> About this exercise:
Starting at the line below holding "the raw payload." and stopping at the line holding "#[derive(Debug, Serialize)]", print every line exactly, both ends included, and leave the rest out.

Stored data
* * * * * * * * *

use std::collections::HashMap;

use async_trait::async_trait;
use chrono::{DateTime, SubsecRound, Utc};
use sqlx::{postgres::PgPoolOptions, postgres::PgRow, PgPool, Row};
use uuid::Uuid;

use super::{ChatStore, ContactStore, ReadStateStore};
use crate::error::AppError;
use crate::types::{
    ChatSession, ChatStatus, ContactMessage, ContactPriority, ContactReply, ContactStatus, Message,
    MessageStatus, NewContact, NotificationId, NotificationReadState, Rating, ReadFlag, Sender,
    MARK_ALL_READ_KEY,
};

const SESSION_COLUMNS: &str = "id, user_email, user_name, status, created_at, updated_at";
const MESSAGE_COLUMNS: &str = "id, chat_id, content, sender, status, created_at";
const CONTACT_COLUMNS: &str =
    "id, name, email, subject, message, priority, status, created_at, updated_at";

/// TIMESTAMPTZ keeps microseconds, so values handed back to callers are
/// truncated to match what a later read returns.
fn db_now() -> DateTime<Utc> {
    Utc::now().trunc_subsecs(6)
}

#[derive(Clone, Debug)]
pub struct PgStore {
    pool: PgPool,
}
//! HTTP client for an OpenAI-compatible `/embeddings` endpoint.
//!
//! Providers do not agree on a response shape: some return the usual
//! `{ "data": [{ "embedding": [...] }] }` envelope, others a bare array.
//! Both are folded into one `Vec<f32>` here, so nothing past this module
//! ever sees the raw payload.
use std::time::{Duration, Instant};

use async_trait::async_trait;
use serde::{Deserialize, Serialize};
use tracing::{debug, warn};

use super::{Embedder, validate_text};
use crate::config::EmbeddingConfig;
use crate::db::vector_defect;
use crate::error::{Error, Result, ServiceError};

#[derive(Debug, Serialize)]
struct EmbedRequest<'a> {
    model: &'a str,
    input: &'a str,
}

#[derive(Debug, Deserialize)]
struct EmbeddingItem {
    embedding: Vec<f32>,
}

#[derive(Debug, Deserialize)]
#[serde(untagged)]
enum RawEntry {
    Item(EmbeddingItem),
    Component(f32),
}

/// Response bodies accepted from the embedding service.
#[derive(Debug, Deserialize)]
#[serde(untagged)]
enum EmbeddingPayload {
    Envelope { data: Vec<EmbeddingItem> },
    RawArray(Vec<RawEntry>),
}

impl EmbeddingPayload {
    /// Resolve either shape to the vector of the first (only) input.
    fn into_vector(self) -> std::result::Result<Vec<f32>, String> {
        match self {
            Self::Envelope { data } => data
                .into_iter()
                .next()
                .map(|item| item.embedding)
                .ok_or_else(|| "envelope contains no results".to_string()),
            Self::RawArray(entries) => {
                let mut entries = entries.into_iter();
                match entries.next() {
                    None => Err("response array is empty".to_string()),
                    Some(RawEntry::Item(item)) => Ok(item.embedding),
                    Some(RawEntry::Component(first)) => {
                        let mut vector = vec![first];
                        for entry in entries {
                            match entry {
                                RawEntry::Component(v) => vector.push(v),
                                RawEntry::Item(_) => {
                                    return Err(
                                        "response array mixes numbers and objects".to_string()
                                    );
                                }
                            }
                        }
                        Ok(vector)
                    }
                }
            }
        }
    }
}

/// Parse a response body into a canonical vector.
fn parse_embedding(body: &str) -> std::result::Result<Vec<f32>, ServiceError> {
    let payload: EmbeddingPayload = serde_json::from_str(body).map_err(|e| {
        ServiceError::malformed(format!("unrecognised embedding response: {e}"))
    })?;
    let vector = payload.into_vector().map_err(ServiceError::malformed)?;
    if vector.is_empty() {
        return Err(ServiceError::malformed("embedding vector is empty"));
    }
    if let Some(defect) = vector_defect(&vector) {
        return Err(ServiceError::malformed(format!("embedding vector {defect}")));
    }
    Ok(vector)
}

#[derive(Debug, Clone)]
pub struct RemoteEmbedder {
    client: reqwest::Client,
    endpoint: String,
    model: String,
    api_key: Option<String>,
    dimensions: usize,
}

impl RemoteEmbedder {
    pub fn new(
        base_url: &str,
        model: impl Into<String>,
        dimensions: usize,
        api_key: Option<String>,
        timeout: Duration,
    ) -> Result<Self> {
        let client = reqwest::Client::builder()
            .timeout(timeout)
            .user_agent(concat!("askbase/", env!("CARGO_PKG_VERSION")))
            .build()
            .map_err(|e| Error::Embedding(ServiceError::from_transport(&e)))?;

        Ok(Self {
            client,
            endpoint: format!("{}/embeddings", base_url.trim_end_matches('/')),
            model: model.into(),
            api_key,
            dimensions,
        })
    }

    pub fn from_config(config: &EmbeddingConfig) -> Result<Self> {
        let api_key = config.api_key();
        if api_key.is_none() {
            warn!(
                "{} is not set; embedding requests will be sent without credentials",
                config.api_key_env
            );
        }
        Self::new(
            &config.base_url,
            config.model.clone(),
            config.dimensions,
            api_key,
            config.timeout(),
        )
    }

    async fn request(&self, text: &str) -> std::result::Result<Vec<f32>, ServiceError> {
        let mut req = self.client.post(&self.endpoint).json(&EmbedRequest {
            model: &self.model,
            input: text,
        });
        if let Some(key) = &self.api_key {
            req = req.bearer_auth(key);
        }

        let resp = req
            .send()
            .await
            .map_err(|e| ServiceError::from_transport(&e))?;

        let status = resp.status();
        let body = resp
            .text()
            .await
            .map_err(|e| ServiceError::from_transport(&e))?;

        if !status.is_success() {
            return Err(ServiceError::from_status(status, &body));
        }

        let vector = parse_embedding(&body)?;
        if vector.len() != self.dimensions {
            return Err(ServiceError::malformed(format!(
                "model {} returned {} dimensions, expected {}",
                self.model,
                vector.len(),
                self.dimensions
            )));
        }
        Ok(vector)
    }
}

#[async_trait]
impl Embedder for RemoteEmbedder {
    async fn embed(&self, text: &str) -> Result<Vec<f32>> {
        validate_text(text)?;

        let started = Instant::now();
        let result = self.request(text).await;
        debug!(
            "Embedding request to {} ({} chars) finished in {:?}",
            self.endpoint,
            text.len(),
            started.elapsed()
        );

        result.map_err(|e| {
            warn!("Embedding failed: {e}");
            Error::Embedding(e)
        })
    }

    fn dimensions(&self) -> usize {
        self.dimensions
    }
}
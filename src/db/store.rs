//! Shared, bounded access to the knowledge store.
use std::sync::Arc;
use std::time::Duration;

use async_trait::async_trait;
use tokio::sync::Mutex as TokioMutex;
use tokio::time::Instant;
use tracing::warn;

use super::{Db, Metadata, RetrievedChunk};
use crate::error::{Error, Result};

/// Persistence contract the pipelines depend on.
#[async_trait]
pub trait VectorStore: Send + Sync {
    /// Append an immutable chunk and return its id.
    async fn insert(
        &self,
        content: &str,
        embedding: &[f32],
        metadata: Option<&Metadata>,
    ) -> Result<i64>;

    /// Up to `top_k` chunks nearest to `query_vector`, most similar first.
    async fn search(&self, query_vector: &[f32], top_k: usize) -> Result<Vec<RetrievedChunk>>;

    /// Number of stored chunks.
    async fn count(&self) -> Result<usize>;

    /// Length every stored and query vector must have.
    fn dimensions(&self) -> usize;

    /// Largest `top_k` a search accepts.
    fn max_top_k(&self) -> usize;
}

/// Reject `top_k` outside `1..=max`.
pub fn check_top_k(top_k: usize, max: usize) -> Result<()> {
    if top_k == 0 || top_k > max {
        return Err(Error::invalid(format!(
            "topK must be between 1 and {max}, got {top_k}"
        )));
    }
    Ok(())
}

/// [`VectorStore`] over one process-wide [`Db`] handle.
///
/// The connection sits behind an async mutex, so a search never sees an
/// insert half-way through its transaction. Every call is bounded by
/// `timeout`: the lock wait counts against it, and SQLite interrupts any
/// statement still running when it expires.
#[derive(Clone)]
pub struct SqliteVectorStore {
    db: Arc<TokioMutex<Db>>,
    dimensions: usize,
    max_top_k: usize,
    timeout: Duration,
}

impl SqliteVectorStore {
    pub fn new(db: Db, max_top_k: usize, timeout: Duration) -> Self {
        Self {
            dimensions: db.dimensions(),
            db: Arc::new(TokioMutex::new(db)),
            max_top_k,
            timeout,
        }
    }

    /// Run `work` on a blocking thread, under the lock and within `timeout`.
    async fn bounded<T, F>(&self, op: &'static str, work: F) -> Result<T>
    where
        T: Send + 'static,
        F: FnOnce(&mut Db) -> Result<T> + Send + 'static,
    {
        let deadline = Instant::now() + self.timeout;
        let mut db = tokio::time::timeout_at(deadline, self.db.clone().lock_owned())
            .await
            .map_err(|_| Error::Storage {
                message: format!("{op} timed out after {:?} waiting for the store", self.timeout),
                timed_out: true,
            })?;

        tokio::task::spawn_blocking(move || db.run_with_deadline(deadline.into_std(), work))
            .await
            .map_err(|e| Error::storage(format!("{op} task failed: {e}")))?
            .inspect_err(|e| {
                if e.is_retryable() {
                    warn!("Store {op} interrupted after {:?}", self.timeout);
                }
            })
    }
}

#[async_trait]
impl VectorStore for SqliteVectorStore {
    async fn insert(
        &self,
        content: &str,
        embedding: &[f32],
        metadata: Option<&Metadata>,
    ) -> Result<i64> {
        let content = content.to_owned();
        let embedding = embedding.to_vec();
        let metadata = metadata.cloned();
        self.bounded("insert", move |db| {
            db.insert_chunk(&content, &embedding, metadata.as_ref())
        })
        .await
    }

    async fn search(&self, query_vector: &[f32], top_k: usize) -> Result<Vec<RetrievedChunk>> {
        check_top_k(top_k, self.max_top_k)?;
        let query_vector = query_vector.to_vec();
        self.bounded("search", move |db| db.search(&query_vector, top_k))
            .await
    }

    async fn count(&self) -> Result<usize> {
        self.bounded("count", |db| db.count_chunks()).await
    }

    fn dimensions(&self) -> usize {
        self.dimensions
    }

    fn max_top_k(&self) -> usize {
        self.max_top_k
    }
}
//! Process-wide services, built once and shared by every transport.
use std::sync::Arc;

use tracing::info;

use crate::config::Config;
use crate::db::{Db, SqliteVectorStore, VectorStore};
use crate::embedder::{Embedder, RemoteEmbedder};
use crate::error::{Error, Result};
use crate::generator::{Generator, OpenAiGenerator};
use crate::rag::{IngestPipeline, QueryPipeline};

/// Shared application context handed to HTTP handlers and MCP tools.
#[derive(Clone)]
pub struct AppState {
    pub config: Arc<Config>,
    pub store: Arc<dyn VectorStore>,
    pub ingest: IngestPipeline,
    pub query: QueryPipeline,
}

impl AppState {
    /// Wire pipelines around already constructed components.
    ///
    /// Refuses an embedder whose vectors the store could never hold.
    pub fn new(
        config: Arc<Config>,
        embedder: Arc<dyn Embedder>,
        store: Arc<dyn VectorStore>,
        generator: Arc<dyn Generator>,
    ) -> Result<Self> {
        if embedder.dimensions() != store.dimensions() {
            return Err(Error::storage(format!(
                "embedder produces {}-dimensional vectors, store holds {}",
                embedder.dimensions(),
                store.dimensions()
            )));
        }

        let ingest = IngestPipeline::new(embedder.clone(), store.clone());
        let query = QueryPipeline::new(embedder, store.clone(), generator, &config.retrieval);
        Ok(Self {
            config,
            store,
            ingest,
            query,
        })
    }

    /// Open the store and build the remote clients described by `config`.
    pub fn from_config(config: Config) -> Result<Self> {
        let db = Db::open(&config.db_path, config.embedding.dimensions)?;
        let store = SqliteVectorStore::new(
            db,
            config.retrieval.max_top_k,
            config.retrieval.store_timeout(),
        );
        let embedder = RemoteEmbedder::from_config(&config.embedding)?;
        let generator = OpenAiGenerator::from_config(&config.generation)?;

        info!(
            "Using embedding model {} ({} dims) and generation model {}",
            config.embedding.model, config.embedding.dimensions, config.generation.model
        );

        Self::new(
            Arc::new(config),
            Arc::new(embedder),
            Arc::new(store),
            Arc::new(generator),
        )
    }
}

* * * * * * * * *

> Your solution:
//! ever sees the raw payload.
use std::time::{Duration, Instant};

use async_trait::async_trait;
use serde::{Deserialize, Serialize};
use tracing::{debug, warn};

use super::{Embedder, validate_text};
use crate::config::EmbeddingConfig;
use crate::db::vector_defect;
use crate::error::{Error, Result, ServiceError};

#[derive(Debug, Serialize)]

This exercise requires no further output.